On Monday, Anton Gerashchenko, adviser to the Ukrainian Interior Minister, posted a video on Twitter showing Ukrainian soldiers receiving prostheses at a Chicago hospital. A second video released on Tuesday showed the soldiers stepping on the prosthetic limbs.

But this would appear to be the first authorization for Ukrainian troops to receive treatment at military facilities instead of civilian hospitals.

In late April, a bipartisan group of members of Congress wrote a letter to Austin and Secretary of State Antony Blinken urging the administration to do more to support “struggling health care systems” in Ukraine and Poland. One of the requests was to “expand” the Landstuhl Regional Medical Center to treat sick and injured Ukrainians. The authors said this would follow the US decision to offer treatment to Afghan refugees who transited through the adjacent Ramstein Air Base last year. The letter also urges the administration to send armored ambulances and establish several military field hospitals along the Polish-Ukrainian border.

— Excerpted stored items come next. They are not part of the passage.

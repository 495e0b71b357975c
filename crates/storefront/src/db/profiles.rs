//! Profile repository.
//!
//! Profiles are the login identity. Password hashes live in a separate table
//! so profile rows can be returned to clients freely.

use sqlx::PgPool;
use uuid::Uuid;

use patra_core::{Email, Phone, UserId};

use super::{RepositoryError, conflict_on_unique};
use crate::models::Profile;

const PROFILE_COLUMNS: &str = "id, email, full_name, phone, role, created_at, updated_at";

/// Repository for profile database operations.
pub struct ProfileRepository<'a> {
    pool: &'a PgPool,
}

impl<'a> ProfileRepository<'a> {
    /// Create a new profile repository.
    #[must_use]
    pub const fn new(pool: &'a PgPool) -> Self {
        Self { pool }
    }

    /// Get a profile by ID.
    ///
    /// # Errors
    ///
    /// Returns `RepositoryError::Database` if the query fails.
    pub async fn get_by_id(&self, id: UserId) -> Result<Option<Profile>, RepositoryError> {
        let profile = sqlx::query_as::<_, Profile>(&format!(
            "SELECT {PROFILE_COLUMNS} FROM shop.profile WHERE id = $1"
        ))
        .bind(id)
        .fetch_optional(self.pool)
        .await?;
        Ok(profile)
    }

    /// Get a profile by phone number.
    ///
    /// # Errors
    ///
    /// Returns `RepositoryError::Database` if the query fails.
    pub async fn get_by_phone(&self, phone: &Phone) -> Result<Option<Profile>, RepositoryError> {
        let profile = sqlx::query_as::<_, Profile>(&format!(
            "SELECT {PROFILE_COLUMNS} FROM shop.profile WHERE phone = $1"
        ))
        .bind(phone)
        .fetch_optional(self.pool)
        .await?;
        Ok(profile)
    }

    /// Get a profile together with its password hash.
    ///
    /// Returns `None` when the email is unknown or the profile has no password
    /// (phone sign-ups).
    ///
    /// # Errors
    ///
    /// Returns `RepositoryError::Database` if the query fails.
    pub async fn get_password_hash(
        &self,
        email: &Email,
    ) -> Result<Option<(Profile, String)>, RepositoryError> {
        #[derive(sqlx::FromRow)]
        struct Row {
            #[sqlx(flatten)]
            profile: Profile,
            password_hash: String,
        }

        let row = sqlx::query_as::<_, Row>(
            r"
            SELECT p.id, p.email, p.full_name, p.phone, p.role, p.created_at, p.updated_at,
                   up.password_hash
            FROM shop.profile p
            JOIN shop.user_password up ON up.user_id = p.id
            WHERE p.email = $1
            ",
        )
        .bind(email)
        .fetch_optional(self.pool)
        .await?;

        Ok(row.map(|r| (r.profile, r.password_hash)))
    }

    /// Create a profile with a password.
    ///
    /// # Errors
    ///
    /// Returns `RepositoryError::Conflict` if the email or phone already exists.
    /// Returns `RepositoryError::Database` for other database errors.
    pub async fn create_with_password(
        &self,
        email: &Email,
        full_name: Option<&str>,
        phone: Option<&Phone>,
        password_hash: &str,
    ) -> Result<Profile, RepositoryError> {
        let mut tx = self.pool.begin().await?;

        let profile = sqlx::query_as::<_, Profile>(&format!(
            r"
            INSERT INTO shop.profile (email, full_name, phone)
            VALUES ($1, $2, $3)
            RETURNING {PROFILE_COLUMNS}
            "
        ))
        .bind(email)
        .bind(full_name)
        .bind(phone)
        .fetch_one(&mut *tx)
        .await
        .map_err(|e| conflict_on_unique(e, "email or phone already registered"))?;

        sqlx::query(
            r"
            INSERT INTO shop.user_password (user_id, password_hash)
            VALUES ($1, $2)
            ",
        )
        .bind(profile.id)
        .bind(password_hash)
        .execute(&mut *tx)
        .await?;

        tx.commit().await?;

        Ok(profile)
    }

    /// Find or create the profile for a verified phone number.
    ///
    /// New profiles get a [`placeholder_email`] until the shopper supplies a
    /// real one. A placeholder profile whose phone was cleared gets the number
    /// back instead of a second account. If the placeholder belongs to a
    /// profile that has since moved to another number, the new profile's
    /// placeholder carries a random suffix.
    ///
    /// # Errors
    ///
    /// Returns `RepositoryError::Conflict` if another profile claimed the phone
    /// concurrently.
    /// Returns `RepositoryError::Database` for other database errors.
    pub async fn create_for_phone(&self, phone: &Phone) -> Result<Profile, RepositoryError> {
        let mut email = placeholder_email(phone);
        let mut tx = self.pool.begin().await?;

        let reclaimed = sqlx::query_as::<_, Profile>(&format!(
            r"
            UPDATE shop.profile
            SET phone = $2, updated_at = now()
            WHERE email = $1 AND phone IS NULL
            RETURNING {PROFILE_COLUMNS}
            "
        ))
        .bind(&email)
        .bind(phone)
        .fetch_optional(&mut *tx)
        .await
        .map_err(|e| conflict_on_unique(e, "phone already registered"))?;

        if let Some(profile) = reclaimed {
            tx.commit().await?;
            tracing::info!(user_id = %profile.id, "Re-attached phone to placeholder profile");
            return Ok(profile);
        }

        let email_taken: bool =
            sqlx::query_scalar("SELECT EXISTS (SELECT 1 FROM shop.profile WHERE email = $1)")
                .bind(&email)
                .fetch_one(&mut *tx)
                .await?;
        if email_taken {
            email = format!("temp_{}_{}@temp.com", phone.digits(), Uuid::new_v4().simple());
        }

        let profile = sqlx::query_as::<_, Profile>(&format!(
            r"
            INSERT INTO shop.profile (email, full_name, phone, role)
            VALUES ($1, $2, $3, 'customer')
            RETURNING {PROFILE_COLUMNS}
            "
        ))
        .bind(&email)
        .bind(format!("User {phone}"))
        .bind(phone)
        .fetch_one(&mut *tx)
        .await
        .map_err(|e| conflict_on_unique(e, "phone already registered"))?;

        tx.commit().await?;
        Ok(profile)
    }

    /// Partial update of name and phone. `Keep` leaves a column alone.
    ///
    /// # Errors
    ///
    /// Returns `RepositoryError::NotFound` if the profile doesn't exist.
    /// Returns `RepositoryError::Conflict` if the phone belongs to someone else.
    pub async fn update_contact(
        &self,
        id: UserId,
        full_name: FieldChange<&str>,
        phone: FieldChange<&Phone>,
    ) -> Result<Profile, RepositoryError> {
        sqlx::query_as::<_, Profile>(&format!(
            r"
            UPDATE shop.profile
            SET full_name = CASE WHEN $2 THEN $3 ELSE full_name END,
                phone = CASE WHEN $4 THEN $5 ELSE phone END,
                updated_at = now()
            WHERE id = $1
            RETURNING {PROFILE_COLUMNS}
            "
        ))
        .bind(id)
        .bind(full_name.is_change())
        .bind(full_name.new_value())
        .bind(phone.is_change())
        .bind(phone.new_value())
        .fetch_optional(self.pool)
        .await
        .map_err(|e| conflict_on_unique(e, "phone already registered"))?
        .ok_or(RepositoryError::NotFound)
    }
}

/// What a partial update does to one nullable column.
#[derive(Debug, Clone, Copy, PartialEq, Eq)]
pub enum FieldChange<T> {
    Keep,
    Clear,
    Set(T),
}

impl<T> FieldChange<T> {
    /// Convert a `Set` value, keeping `Keep` and `Clear` as they are.
    ///
    /// # Errors
    ///
    /// Whatever `f` returns for the `Set` value.
    pub fn try_map<U, E>(self, f: impl FnOnce(T) -> Result<U, E>) -> Result<FieldChange<U>, E> {
        Ok(match self {
            Self::Keep => FieldChange::Keep,
            Self::Clear => FieldChange::Clear,
            Self::Set(value) => FieldChange::Set(f(value)?),
        })
    }

    #[must_use]
    pub const fn as_ref(&self) -> FieldChange<&T> {
        match self {
            Self::Keep => FieldChange::Keep,
            Self::Clear => FieldChange::Clear,
            Self::Set(value) => FieldChange::Set(value),
        }
    }
}

impl<T: Copy> FieldChange<T> {
    #[must_use]
    pub const fn is_change(&self) -> bool {
        !matches!(self, Self::Keep)
    }

    /// The column's new value; `None` for both `Keep` and `Clear`.
    #[must_use]
    pub fn new_value(&self) -> Option<T> {
        match self {
            Self::Set(value) => Some(*value),
            Self::Keep | Self::Clear => None,
        }
    }
}

/// `temp_<digits>@temp.com`, the email given to phone-only profiles.
#[must_use]
pub fn placeholder_email(phone: &Phone) -> String {
    format!("temp_{}@temp.com", phone.digits())
}

#[cfg(test)]
#[allow(clippy::unwrap_used)]
mod tests {
    use super::*;

    #[test]
    fn test_placeholder_email_ignores_plus_and_separators() {
        let a = Phone::parse("+91 98765-43210").unwrap();
        let b = Phone::parse("919876543210").unwrap();
        assert_eq!(placeholder_email(&a), "temp_919876543210@temp.com");
        assert_eq!(placeholder_email(&a), placeholder_email(&b));
        assert!(Email::parse(&placeholder_email(&a)).is_ok());
    }

    #[test]
    fn test_field_change() {
        assert!(!FieldChange::<&str>::Keep.is_change());
        assert_eq!(FieldChange::<&str>::Keep.new_value(), None);
        assert!(FieldChange::<&str>::Clear.is_change());
        assert_eq!(FieldChange::<&str>::Clear.new_value(), None);
        assert_eq!(FieldChange::Set("Asha").new_value(), Some("Asha"));
    }

    #[test]
    fn test_field_change_try_map() {
        let parsed = FieldChange::Set("+91 98765 43210").try_map(Phone::parse).unwrap();
        assert_eq!(parsed, FieldChange::Set(Phone::parse("919876543210").unwrap()));
        assert_eq!(
            FieldChange::<&str>::Clear.try_map(Phone::parse),
            Ok(FieldChange::Clear)
        );
        assert!(FieldChange::Set("not a phone").try_map(Phone::parse).is_err());
    }
}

“You have a unique opportunity to show American leadership by providing medical support to Ukrainians that will inspire other NATO states to follow suit,” the authors wrote.

John Kirby, then the Pentagon’s press secretary, said Austin received the April 22 letter and would “certainly take it seriously and respond appropriately.” Kirby said any decision to provide field hospitals or US humanitarian support would be made in consultation with the host nation.

CNN has reached out to a number of letter signatories for comment.

On the day Austin issued verbal instructions to begin offering treatment to Ukrainian soldiers, the American general spoke with his Ukrainian counterpart. A reading of the conversation between the Chairman of the Joint Chiefs of Staff, General Mark Milley, and the Commander-in-Chief of the Ukrainian Armed Forces, General Valery Zaluzhny, makes no mention of the opening of US military medical facilities to Ukrainian military.

A month later, Austin made the verbal directives official the day he spoke with Ukrainian Defense Minister Oleksii Reznikov. According to a reading of the call, Austin provided an update on US security assistance efforts, but there is no mention of offering treatment to Ukrainian soldiers.